叶氏之后,此本《鲜于府君墓志》如何最终入藏上海图书馆,目前似未见明确记载。上世纪五十年代古典文学出版社所刊潘景郑先生《著砚楼书跋》中,有其庚辰(1940年)六月八日所撰《五百经幢馆碑目稿本》一跋,文中述及:
右乡先辈叶鞠裳先生《五百经幢馆碑目稿》五册,分地系碑,都三千六百八十一种,而五百经幢不与焉……据先生日记,晚年以五百经幢归诸刘氏嘉业堂,而碑刻石墨,则以三千金归诸刘氏聚学轩。比孙君伯渊得刘氏石墨七千余通,叶藏亦在其中。因从伯渊假读其目,所藏石墨,以题名造像为夥,分地系目,凡八十余处。就余藏箧勘之,得其十之二三……内资州简州石刻十种,及江夏洪山寺建塔石刻十二种,犹是先文勤公旧物。今吾家旧藏,已如云烟,予殚心搜罗,二十年来,已逾万石之数;乃先生所藏,可补箧中未有者,又不下二千种。恨余绵薄,不能举而有之,展翫斯目,徒令人增望洋之感而已。

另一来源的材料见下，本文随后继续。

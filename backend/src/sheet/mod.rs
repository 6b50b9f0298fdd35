//! The tabular data source the sync handler reads rows from and writes ticket
//! ids back into.
//!
//! Rows are addressed the way a spreadsheet addresses them: 1-based, with the
//! header occupying the first row. The store never interprets cell contents;
//! that is the job of `sync::payload`.

mod csv_store;
#[cfg(test)]
pub mod memory;

pub use csv_store::CsvSheet;

use common::model::row::SheetRow;
use common::model::ticket::TicketId;
use common::requests::CellEdit;
use thiserror::Error;

/// Highest row number the store will read or write.
pub const MAX_ROWS: usize = 100_000;

#[derive(Error, Debug)]
pub enum SheetError {
    #[error("Row numbers start at 1, got {0}")]
    InvalidRow(usize),

    #[error("Row {0} is past the last row ({}) of the ticket sheet", MAX_ROWS)]
    RowOutOfRange(usize),

    #[error("Column {0} is outside the ticket sheet")]
    InvalidColumn(usize),

    #[error("Sheet I/O error: {0}")]
    Io(#[from] std::io::Error),

    #[error("Sheet CSV error: {0}")]
    Csv(#[from] csv::Error),

    #[error("Could not replace sheet file: {0}")]
    Persist(#[from] tempfile::PersistError),
}

/// Access to the ticket sheet.
///
/// Implementations must make [`SheetStore::mark_synced`] all-or-nothing: a row
/// either gets both its id and its source marker, or neither.
pub trait SheetStore: Send + Sync {
    /// Reads the full row. Rows past the end of the sheet read as empty.
    fn read_row(&self, row: usize) -> Result<SheetRow, SheetError>;

    /// Applies cell edits to one row, growing the sheet if needed.
    fn apply_edits(&self, row: usize, cells: &[CellEdit]) -> Result<(), SheetError>;

    /// Writes the ticket id and the sync marker into the row as one commit.
    fn mark_synced(&self, row: usize, id: &TicketId) -> Result<(), SheetError>;
}

/// Validates a 1-based row number and returns its 0-based index.
pub fn check_row(row: usize) -> Result<usize, SheetError> {
    if row > MAX_ROWS {
        return Err(SheetError::RowOutOfRange(row));
    }
    row.checked_sub(1).ok_or(SheetError::InvalidRow(row))
}
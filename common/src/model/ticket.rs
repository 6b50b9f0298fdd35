use serde::{Deserialize, Serialize};
use std::fmt;

pub const DEFAULT_PRIORITY: &str = "medium";
pub const DEFAULT_STATUS: &str = "open";

/// Body of `POST /tickets/from-sheet`.
///
/// Optional fields are sent as explicit `null` rather than being left out,
/// so the ticket API always receives the same set of keys.
#[derive(Debug, Clone, PartialEq, Eq, Serialize, Deserialize)]
pub struct TicketPayload {
    pub property_id: i64,
    #[serde(rename = "type")]
    pub ticket_type: String,
    pub issue: String,
    pub priority: String,
    pub status: String,
    pub assigned_to: Option<String>,
    pub maintenance_category: Option<String>,
    /// RFC 3339 timestamp in UTC.
    pub sla_due_at: Option<String>,
}

/// Identifier returned by the ticket API. It is usually numeric but is kept
/// opaque, since all we do with it is write it back into the sheet.
#[derive(Debug, Clone, PartialEq, Eq, Serialize, Deserialize)]
#[serde(untagged)]
pub enum TicketId {
    Number(i64),
    Text(String),
}

impl fmt::Display for TicketId {
    fn fmt(&self, f: &mut fmt::Formatter<'_>) -> fmt::Result {
        match self {
            TicketId::Number(n) => write!(f, "{}", n),
            TicketId::Text(s) => f.write_str(s),
        }
    }
}

/// The part of a successful creation response we care about. Other keys are
/// ignored.
#[derive(Debug, Clone, Deserialize)]
pub struct CreatedTicket {
    pub id: TicketId,
}
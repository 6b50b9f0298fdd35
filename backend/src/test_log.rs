//! Captures `log` records from this crate, per thread, so tests can check
//! which diagnostics a call produced.

use log::{Level, LevelFilter, Log, Metadata, Record};
use std::cell::RefCell;
use std::sync::Once;

thread_local! {
    static RECORDS: RefCell<Vec<(Level, String)>> = const { RefCell::new(Vec::new()) };
}

struct ThreadLogger;

impl Log for ThreadLogger {
    fn enabled(&self, _: &Metadata) -> bool {
        true
    }

    fn log(&self, record: &Record) {
        if record.target().starts_with(env!("CARGO_CRATE_NAME")) {
            RECORDS.with(|r| {
                r.borrow_mut()
                    .push((record.level(), record.args().to_string()))
            });
        }
    }

    fn flush(&self) {}
}

static LOGGER: ThreadLogger = ThreadLogger;
static INIT: Once = Once::new();

/// Runs `f` and returns its result with every record it logged on this thread.
pub fn capture<R>(f: impl FnOnce() -> R) -> (R, Vec<(Level, String)>) {
    INIT.call_once(|| {
        let _ = log::set_logger(&LOGGER);
        log::set_max_level(LevelFilter::Trace);
    });
    RECORDS.with(|r| r.borrow_mut().clear());
    let result = f();
    let records = RECORDS.with(|r| r.borrow_mut().drain(..).collect());
    (result, records)
}
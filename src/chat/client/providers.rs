use std::fmt::Display;

use reqwest::{Url, header::HeaderValue};
use serde::{Deserialize, Serialize};

use crate::config::structure::{LLMConfig, ProxyConfig};

/// Header the compliance proxy uses to pick the upstream endpoint.
pub const PROXY_HEADER_NAME: &str = "x-alltrue-llm-endpoint-identifier";

#[derive(Debug, thiserror::Error, Clone, PartialEq)]
pub enum ClientConfigError {
    #[error("no API key configured")]
    MissingApiKey,
    #[error("proxy base url is not configured")]
    MissingProxyUrl,
    #[error("base url \"{0}\" is invalid: {1}")]
    InvalidUrl(String, String),
    #[error("proxy header identifier is not configured")]
    MissingProxyHeader,
    #[error("proxy header identifier is not a valid header value")]
    InvalidProxyHeader,
}

#[derive(Clone, Copy, Debug, PartialEq, Eq, Hash, Serialize, Deserialize)]
pub enum Route {
    #[serde(rename = "direct")]
    Direct,
    #[serde(rename = "proxied")]
    Proxied,
}

impl Display for Route {
    fn fmt(&self, f: &mut std::fmt::Formatter<'_>) -> std::fmt::Result {
        serde_plain::to_string(self)
            .map_err(|_| std::fmt::Error)?
            .fmt(f)
    }
}

/// Where completion requests go and what they carry on the way.
#[derive(Debug, Clone, PartialEq)]
pub enum ClientRoute {
    Direct {
        base_url: Url,
    },
    Proxied {
        base_url: Url,
        header_value: HeaderValue,
    },
}

impl ClientRoute {
    pub fn kind(&self) -> Route {
        match self {
            ClientRoute::Direct { .. } => Route::Direct,
            ClientRoute::Proxied { .. } => Route::Proxied,
        }
    }

    pub fn base_url(&self) -> &Url {
        match self {
            ClientRoute::Direct { base_url } => base_url,
            ClientRoute::Proxied { base_url, .. } => base_url,
        }
    }

    /// Headers added on top of authorization; empty for direct calls.
    pub fn extra_headers(&self) -> Vec<(&'static str, HeaderValue)> {
        match self {
            ClientRoute::Direct { .. } => vec![],
            ClientRoute::Proxied { header_value, .. } => {
                vec![(PROXY_HEADER_NAME, header_value.clone())]
            }
        }
    }
}

#[derive(Debug, Clone, PartialEq)]
pub struct ClientConfig {
    pub api_key: String,
    pub model: String,
    pub route: ClientRoute,
}

impl ClientConfig {
    /// `{base}/chat/completions`, tolerating a trailing slash on the base.
    pub fn completions_url(&self) -> String {
        format!(
            "{}/chat/completions",
            self.route.base_url().as_str().trim_end_matches('/')
        )
    }
}

/// Picks the direct or proxied configuration for a single request.
pub fn select_client(
    use_proxy: bool,
    llm: &LLMConfig,
    proxy: &ProxyConfig,
) -> Result<ClientConfig, ClientConfigError> {
    if llm.api_key.trim().is_empty() {
        return Err(ClientConfigError::MissingApiKey);
    }

    let route = match use_proxy {
        false => ClientRoute::Direct {
            base_url: parse_url(&llm.base_url)?,
        },
        true => {
            let base_url = proxy
                .base_url
                .as_deref()
                .filter(|url| !url.trim().is_empty())
                .ok_or(ClientConfigError::MissingProxyUrl)?;
            let header_value = proxy
                .header_value
                .as_deref()
                .filter(|value| !value.trim().is_empty())
                .ok_or(ClientConfigError::MissingProxyHeader)?;

            ClientRoute::Proxied {
                base_url: parse_url(base_url)?,
                header_value: HeaderValue::from_str(header_value)
                    .map_err(|_| ClientConfigError::InvalidProxyHeader)?,
            }
        }
    };

    Ok(ClientConfig {
        api_key: llm.api_key.clone(),
        model: llm.model.clone(),
        route,
    })
}

fn parse_url(url: &str) -> Result<Url, ClientConfigError> {
    Url::parse(url).map_err(|e| ClientConfigError::InvalidUrl(url.to_string(), e.to_string()))
}

#[cfg(test)]
mod tests {
    use super::*;

    fn llm() -> LLMConfig {
        LLMConfig {
            api_key: "sk-test".to_string(),
            ..Default::default()
        }
    }

    fn proxy() -> ProxyConfig {
        ProxyConfig {
            base_url: Some("https://proxy.example/v1/".to_string()),
            header_value: Some("endpoint-7".to_string()),
        }
    }

    #[test]
    fn direct_has_no_proxy_url_or_header() {
        let client = select_client(false, &llm(), &proxy()).unwrap();

        assert_eq!(client.route.kind(), Route::Direct);
        assert!(client.route.extra_headers().is_empty());
        assert_eq!(
            client.completions_url(),
            "https://api.openai.com/v1/chat/completions"
        );
    }

    #[test]
    fn proxied_carries_base_url_and_identifier_header() {
        let client = select_client(true, &llm(), &proxy()).unwrap();

        assert_eq!(client.route.kind(), Route::Proxied);
        assert_eq!(
            client.completions_url(),
            "https://proxy.example/v1/chat/completions"
        );
        assert_eq!(
            client.route.extra_headers(),
            vec![(PROXY_HEADER_NAME, HeaderValue::from_static("endpoint-7"))]
        );
    }

    #[test]
    fn missing_api_key_fails_both_routes() {
        let llm = LLMConfig::default();

        assert_eq!(
            select_client(false, &llm, &proxy()),
            Err(ClientConfigError::MissingApiKey)
        );
        assert_eq!(
            select_client(true, &llm, &proxy()),
            Err(ClientConfigError::MissingApiKey)
        );
    }

    #[test]
    fn proxy_settings_only_matter_when_proxied() {
        let empty = ProxyConfig::default();

        assert!(select_client(false, &llm(), &empty).is_ok());
        assert_eq!(
            select_client(true, &llm(), &empty),
            Err(ClientConfigError::MissingProxyUrl)
        );
    }

    #[test]
    fn malformed_proxy_settings_are_rejected() {
        let bad_url = ProxyConfig {
            base_url: Some("not a url".to_string()),
            ..proxy()
        };
        assert!(matches!(
            select_client(true, &llm(), &bad_url),
            Err(ClientConfigError::InvalidUrl(..))
        ));

        let bad_header = ProxyConfig {
            header_value: Some("line\nbreak".to_string()),
            ..proxy()
        };
        assert_eq!(
            select_client(true, &llm(), &bad_header),
            Err(ClientConfigError::InvalidProxyHeader)
        );

        let no_header = ProxyConfig {
            header_value: None,
            ..proxy()
        };
        assert_eq!(
            select_client(true, &llm(), &no_header),
            Err(ClientConfigError::MissingProxyHeader)
        );
    }

    #[test]
    fn route_names_render_plainly() {
        assert_eq!(Route::Direct.to_string(), "direct");
        assert_eq!(Route::Proxied.to_string(), "proxied");
    }
}
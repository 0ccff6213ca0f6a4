pub mod log;
pub mod misc;

pub use misc::time_to_string;
use std::path::PathBuf;

use config::store::ChatGateConfig;
use utils::log::Logger;

mod chat;
mod config;
mod server;
mod utils;

#[tokio::main]
async fn main() -> anyhow::Result<()> {
    let path = std::env::args()
        .nth(1)
        .map(PathBuf::from)
        .unwrap_or_else(|| PathBuf::from("config.toml"));

    let config = ChatGateConfig::read(path)?;
    Logger::init(Logger::parse_level(config.server.log_level.as_deref()));

    let config = config.with_env();
    log::info!("loaded config from {}", config.path.display());

    let server = server::ChatServer::new(config).await?;
    server.run().await;

    Ok(())
}
use axum::{
    Json,
    http::StatusCode,
    response::{IntoResponse, Response},
};
use serde_json::json;

use crate::chat::engine::ChatError;

/// A chat failure on its way out as `{"error": ...}`.
pub struct ApiError(pub ChatError);

impl From<ChatError> for ApiError {
    fn from(error: ChatError) -> Self {
        Self(error)
    }
}

impl IntoResponse for ApiError {
    fn into_response(self) -> Response {
        let status = match &self.0 {
            ChatError::Validation(detail) => {
                log::warn!("rejected chat request: {detail}");
                StatusCode::BAD_REQUEST
            }
            ChatError::Attachment(why) => {
                log::warn!("rejected attachment: {why}");
                StatusCode::BAD_REQUEST
            }
            ChatError::ClientConfig(why) => {
                log::error!("client unavailable: {why}");
                StatusCode::INTERNAL_SERVER_ERROR
            }
        };

        (status, Json(json!({ "error": self.0.to_string() }))).into_response()
    }
}
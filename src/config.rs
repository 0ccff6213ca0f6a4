pub mod store;
pub mod structure;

此跋之后,又有潘先生补记:“按叶氏藏箧,旋向伯渊购得,并聚学轩所藏,都万数千种,近已悉数捐诸上海市历史文献图书馆矣。”只是叶氏当年向刘氏聚学轩出让所藏碑拓时,不仅已将五百经幢分开另售,且类似《鲜于府君墓志》这样的精品,好像也不在其中,刊布于上海图书馆历史文献中心所编《历史文献》第十九辑(上海古籍出版社2015年12月)的《缘督庐遗札(下)》(夏颖整理)中,有叶氏当年将所售碑版装箱打包后托曹元忠转交刘氏一札,谓:“寒舍藏碑大小九笥,前日遣奴子归併,叠为四板箱、一皮箱,又一包大于牛腰,共六大件,特专车送呈。闻聚翁出游,俟其归时,敬祈转为检交。偏劳至极,心感无既。此累累者访求三十年之久……弟所以弃如敝屣者,其中苦衷当亦聚翁之所鉴及,无待弟之赘言。崦嵫已迫,心愿早了一日是一日,务祈鼎言转达,不胜感荷。”与《缘督庐日记》丙辰(1916年)六月十一日所记,基本一致。而札后附言,则为日记未及:“再,旧拓精本、剪裱有题跋之本,言明不在内,重分亦承聚翁慨允赐还,将来编目之时,尚须拜求分神代为留出。以陇石为多,有多至二十余分者。赵乾生藏石亦有三四分。先此奉告。”又今存上海图书馆并著录于《中国古籍善本书目》的《叶鞠裳先生手写五百经幢馆碑目初稿》中,亦未见《鲜于府君墓志》。不过此“碑目初稿”虽有“潘景郑收藏印”朱文长方印及上海历史文献图书馆、上海图书馆馆藏诸记,但却多有与潘跋所述不相符者:首先只是未钉稿一叠,并未分装五册;其次是著录格式并非“分地系碑”,而是杂列碑刻名目,每条下各注其所在地名;再者目中不仅多录经幢,且碑刻、造像、墓志、画像、题名等均也有不少,应该不是潘先生所跋之本。而《中国古籍善本书目》同时又著录另一种南京图书馆藏《五百经幢馆碑目》稿本,已影印收入2017年国家图书馆出版社出版的《南京图书馆藏稀见书目书志丛刊》,经检阅,其为方格写本,共分五册,分地系目,以造像题名居多,间附少数经幢等,但未见潘先生题跋及收藏印记,惟第一册前另有一纸,为统计“缪氏所无叶藏所有之数(查至唐末止)”,计由汉、晋直至隋、唐,“共一千一百十八种”。据《缘督庐日记》所记,叶氏当年出售碑拓,曾应买家要求编制目录,则此本亦可能即当时用以检核点交者。今通检全目,仍无《鲜于府君墓志》。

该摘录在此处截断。